== Records for the task ==
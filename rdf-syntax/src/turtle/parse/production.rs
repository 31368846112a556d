//! Turtle grammar productions (spec §4.4): builds a [`super::super::ast`]
//! tree only. No prefix/base resolution and no blank-node minting happen
//! here; both are [`super::super::evaluate`]'s job.

use super::terminals::{ANON, DECIMAL, DOUBLE, INTEGER, PNAME_NS};
use super::{pn_local, pname_ln};
use crate::error::{Error, PResult};
use crate::lex::{
    self, blank_node_label, multispace0, multispace1, IRIREF, LANGTAG, STRING_LITERAL_LONG_QUOTE,
    STRING_LITERAL_LONG_SINGLE_QUOTE, STRING_LITERAL_QUOTE, STRING_LITERAL_SINGLE_QUOTE,
};
use crate::turtle::ast::{
    BlankNode, Directive, Document, Iri, Literal, NumericKind, Object, PredicateObject, Statement,
    Subject, Triples, Verb,
};
use crate::util::parse_regex;
use nom::branch::alt;
use nom::bytes::complete::{tag, tag_no_case};
use nom::combinator::{map, opt};
use nom::multi::{many0, separated_list};
use nom::sequence::tuple;

#[inline]
fn unwrap_str(i: &str, margin: usize) -> &str {
    &i[margin..i.len() - margin]
}

/// `turtleDoc ::= statement*`.
pub fn document<'a>(i: &'a str) -> PResult<'a, Document> {
    let (i, _) = multispace0(i)?;
    let (i, statements) = many0(|i| {
        let (i, s) = statement(i)?;
        let (i, _) = multispace0(i)?;
        Ok((i, s))
    })(i)?;
    Ok((i, Document(statements)))
}

/// `statement ::= directive | triples '.'`.
pub fn statement<'a>(i: &'a str) -> PResult<'a, Statement> {
    alt((
        map(directive, Statement::Directive),
        map(
            tuple((triples, multispace0, tag("."))),
            |(t, _, _)| Statement::Triples(t),
        ),
    ))(i)
}

/// `directive ::= prefixID | base | sparqlPrefix | sparqlBase`.
pub fn directive<'a>(i: &'a str) -> PResult<'a, Directive> {
    alt((prefix_id, base, sparql_prefix, sparql_base))(i)
}

/// `prefixID ::= '@prefix' PNAME_NS IRIREF '.'`.
fn prefix_id<'a>(i: &'a str) -> PResult<'a, Directive> {
    map(
        tuple((
            tag("@prefix"),
            multispace1,
            parse_regex(&PNAME_NS, "PNAME_NS"),
            multispace0,
            parse_regex(&IRIREF, "IRIREF"),
            multispace0,
            tag("."),
        )),
        |(_, _, ns, _, iri, _, _)| Directive::Prefix {
            prefix: ns[..ns.len() - 1].to_owned(),
            iri: lex::unescape(unwrap_str(iri, 1)),
        },
    )(i)
}

/// `base ::= '@base' IRIREF '.'`.
fn base<'a>(i: &'a str) -> PResult<'a, Directive> {
    map(
        tuple((
            tag("@base"),
            multispace1,
            parse_regex(&IRIREF, "IRIREF"),
            multispace0,
            tag("."),
        )),
        |(_, _, iri, _, _)| Directive::Base(lex::unescape(unwrap_str(iri, 1))),
    )(i)
}

/// `sparqlPrefix ::= "PREFIX"(case-insensitive) PNAME_NS IRIREF`.
fn sparql_prefix<'a>(i: &'a str) -> PResult<'a, Directive> {
    map(
        tuple((
            tag_no_case("PREFIX"),
            multispace1,
            parse_regex(&PNAME_NS, "PNAME_NS"),
            multispace0,
            parse_regex(&IRIREF, "IRIREF"),
        )),
        |(_, _, ns, _, iri)| Directive::Prefix {
            prefix: ns[..ns.len() - 1].to_owned(),
            iri: lex::unescape(unwrap_str(iri, 1)),
        },
    )(i)
}

/// `sparqlBase ::= "BASE"(case-insensitive) IRIREF`.
fn sparql_base<'a>(i: &'a str) -> PResult<'a, Directive> {
    map(
        tuple((tag_no_case("BASE"), multispace1, parse_regex(&IRIREF, "IRIREF"))),
        |(_, _, iri)| Directive::Base(lex::unescape(unwrap_str(iri, 1))),
    )(i)
}

/// `triples ::= Subject PredicateObjectList | BlankNodePropertyList PredicateObjectList?`.
pub(crate) fn triples<'a>(i: &'a str) -> PResult<'a, Triples> {
    alt((
        map(
            tuple((subject, multispace1, predicate_object_list)),
            |(subject, _, predicate_objects)| Triples::Subject {
                subject,
                predicate_objects,
            },
        ),
        map(
            tuple((
                blank_node_property_list,
                opt(|i| {
                    let (i, _) = multispace1(i)?;
                    predicate_object_list(i)
                }),
            )),
            |(property_list, predicate_objects)| Triples::BlankNodePropertyList {
                property_list,
                predicate_objects: predicate_objects.unwrap_or_default(),
            },
        ),
    ))(i)
}

/// `Subject ::= IRI | BlankNode | Collection`.
fn subject<'a>(i: &'a str) -> PResult<'a, Subject> {
    alt((
        map(iri, Subject::Iri),
        map(blank_node, Subject::BlankNode),
        map(collection, Subject::Collection),
    ))(i)
}

/// `PredicateObjectList ::= PredicateObject (';' PredicateObject?)*`.
pub(crate) fn predicate_object_list<'a>(i: &'a str) -> PResult<'a, Vec<PredicateObject>> {
    let (i, first) = predicate_object(i)?;
    let (i, rest) = many0(|i| {
        let (i, _) = multispace0(i)?;
        let (i, _) = tag(";")(i)?;
        let (i, _) = multispace0(i)?;
        opt(predicate_object)(i)
    })(i)?;
    let mut list = vec![first];
    list.extend(rest.into_iter().flatten());
    Ok((i, list))
}

/// `PredicateObject ::= Verb ObjectList`.
fn predicate_object<'a>(i: &'a str) -> PResult<'a, PredicateObject> {
    map(
        tuple((verb, multispace1, object_list)),
        |(verb, _, objects)| PredicateObject { verb, objects },
    )(i)
}

/// `ObjectList ::= Object (',' Object)*`.
fn object_list<'a>(i: &'a str) -> PResult<'a, Vec<Object>> {
    separated_list(
        tuple((multispace0, tag(","), multispace0)),
        object,
    )(i)
}

/// `Verb ::= IRI | 'a'`.
fn verb<'a>(i: &'a str) -> PResult<'a, Verb> {
    alt((
        map(tag("a"), |_| Verb::A),
        map(iri, Verb::Iri),
    ))(i)
}

/// `Object ::= Literal | IRI | BlankNode | Collection | BlankNodePropertyList`.
fn object<'a>(i: &'a str) -> PResult<'a, Object> {
    alt((
        map(literal, Object::Literal),
        map(iri, Object::Iri),
        map(blank_node, Object::BlankNode),
        map(collection, Object::Collection),
        map(blank_node_property_list, Object::BlankNodePropertyList),
    ))(i)
}

/// `Collection ::= '(' (Object)* ')'`.
fn collection<'a>(i: &'a str) -> PResult<'a, Vec<Object>> {
    let (i, _) = tag("(")(i)?;
    let (i, _) = multispace0(i)?;
    let (i, items) = many0(|i| {
        let (i, o) = object(i)?;
        let (i, _) = multispace0(i)?;
        Ok((i, o))
    })(i)?;
    let (i, _) = tag(")")(i)?;
    Ok((i, items))
}

/// `BlankNodePropertyList ::= '[' PredicateObjectList ']'`.
fn blank_node_property_list<'a>(i: &'a str) -> PResult<'a, Vec<PredicateObject>> {
    let (i, _) = tag("[")(i)?;
    let (i, _) = multispace0(i)?;
    let (i, list) = predicate_object_list(i)?;
    let (i, _) = multispace0(i)?;
    let (i, _) = tag("]")(i)?;
    Ok((i, list))
}

/// `BlankNode ::= BLANK_NODE_LABEL | ANON`.
pub(crate) fn blank_node<'a>(i: &'a str) -> PResult<'a, BlankNode> {
    alt((
        map(blank_node_label, |s| BlankNode::Labeled(s[2..].to_owned())),
        map(parse_regex(&ANON, "ANON"), |_| BlankNode::Anonymous),
    ))(i)
}

/// `IRI ::= IRIREF | PrefixedName`.
pub(crate) fn iri<'a>(i: &'a str) -> PResult<'a, Iri> {
    alt((
        map(parse_regex(&IRIREF, "IRIREF"), |raw| {
            Iri::Ref(lex::unescape(unwrap_str(raw, 1)))
        }),
        prefixed_name,
    ))(i)
}

/// `PrefixedName ::= PNAME_LN | PNAME_NS` (never matching `_:`, which is
/// a `BlankNode`).
fn prefixed_name<'a>(i: &'a str) -> PResult<'a, Iri> {
    if i.starts_with("_:") {
        return Err(nom::Err::Error(Error::syntax(i, "IRI (not a blank node)")));
    }
    alt((
        map(pname_ln, split_prefixed_name),
        map(parse_regex(&PNAME_NS, "PNAME_NS"), |raw| Iri::Prefixed {
            prefix: raw[..raw.len() - 1].to_owned(),
            local: String::new(),
        }),
    ))(i)
}

fn split_prefixed_name(raw: &str) -> Iri {
    let colon = raw.find(':').expect("PNAME_LN always contains ':'");
    Iri::Prefixed {
        prefix: raw[..colon].to_owned(),
        local: lex::unescape(&decode_pn_local(&raw[colon + 1..])),
    }
}

/// Turns `PLX` percent-escapes and backslash-escapes in a parsed
/// `PN_LOCAL` back into their literal characters, leaving `%HH` byte
/// escapes untouched (spec §4.5 `evaluateIRI`: "preserve `%HH` byte
/// escapes").
fn decode_pn_local(local: &str) -> String {
    let mut out = String::with_capacity(local.len());
    let mut chars = local.chars().peekable();
    while let Some(c) = chars.next() {
        if c == '\\' {
            if let Some(&next) = chars.peek() {
                out.push(next);
                chars.next();
                continue;
            }
        }
        out.push(c);
    }
    out
}

/// `Literal ::= RDFLiteral | NumericLiteral | BooleanLiteral`.
pub(crate) fn literal<'a>(i: &'a str) -> PResult<'a, Literal> {
    alt((rdf_literal, numeric_literal, boolean_literal))(i)
}

fn rdf_literal<'a>(i: &'a str) -> PResult<'a, Literal> {
    let (i, (value, multiline, single_quote)) = string(i)?;
    if let Ok((i, lang)) = parse_regex(&LANGTAG, "language tag")(i) {
        return Ok((
            i,
            Literal::String {
                value,
                multiline,
                single_quote,
                language: Some(lang[1..].to_owned()),
                datatype: None,
            },
        ));
    }
    if let Ok((i, (_, dt))) = tuple((tag("^^"), iri))(i) {
        return Ok((
            i,
            Literal::String {
                value,
                multiline,
                single_quote,
                language: None,
                datatype: Some(dt),
            },
        ));
    }
    Ok((
        i,
        Literal::String {
            value,
            multiline,
            single_quote,
            language: None,
            datatype: None,
        },
    ))
}

/// `String ::= STRING_LITERAL_QUOTE | STRING_LITERAL_SINGLE_QUOTE |
/// STRING_LITERAL_LONG_QUOTE | STRING_LITERAL_LONG_SINGLE_QUOTE`.
fn string<'a>(i: &'a str) -> PResult<'a, (String, bool, bool)> {
    alt((
        map(parse_regex(&STRING_LITERAL_LONG_QUOTE, "'\"\"\"...\"\"\"'"), |raw| {
            (lex::unescape(unwrap_str(raw, 3)), true, false)
        }),
        map(
            parse_regex(&STRING_LITERAL_LONG_SINGLE_QUOTE, "\"'''...'''\""),
            |raw| (lex::unescape(unwrap_str(raw, 3)), true, true),
        ),
        map(parse_regex(&STRING_LITERAL_QUOTE, "'\"...\"'"), |raw| {
            (lex::unescape(unwrap_str(raw, 1)), false, false)
        }),
        map(parse_regex(&STRING_LITERAL_SINGLE_QUOTE, "\"'...'\""), |raw| {
            (lex::unescape(unwrap_str(raw, 1)), false, true)
        }),
    ))(i)
}

fn numeric_literal<'a>(i: &'a str) -> PResult<'a, Literal> {
    alt((
        map(parse_regex(&DOUBLE, "DOUBLE"), |lexical| Literal::Numeric {
            lexical: lexical.to_owned(),
            kind: NumericKind::Double,
        }),
        map(parse_regex(&DECIMAL, "DECIMAL"), |lexical| Literal::Numeric {
            lexical: lexical.to_owned(),
            kind: NumericKind::Decimal,
        }),
        map(parse_regex(&INTEGER, "INTEGER"), |lexical| Literal::Numeric {
            lexical: lexical.to_owned(),
            kind: NumericKind::Integer,
        }),
    ))(i)
}

fn boolean_literal<'a>(i: &'a str) -> PResult<'a, Literal> {
    alt((
        map(tag("true"), |_| Literal::Boolean(true)),
        map(tag("false"), |_| Literal::Boolean(false)),
    ))(i)
}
===
The task =>
Your answer must be the lines from the first line of the records through the line containing "here; both are", copied exactly.

Task solution =>
filename rdf-syntax/src/turtle/parse/production.rs
repository 31368846112a556d
//! Turtle grammar productions (spec §4.4): builds a [`super::super::ast`]
//! tree only. No prefix/base resolution and no blank-node minting happen
//! here; both are [`super::super::evaluate`]'s job.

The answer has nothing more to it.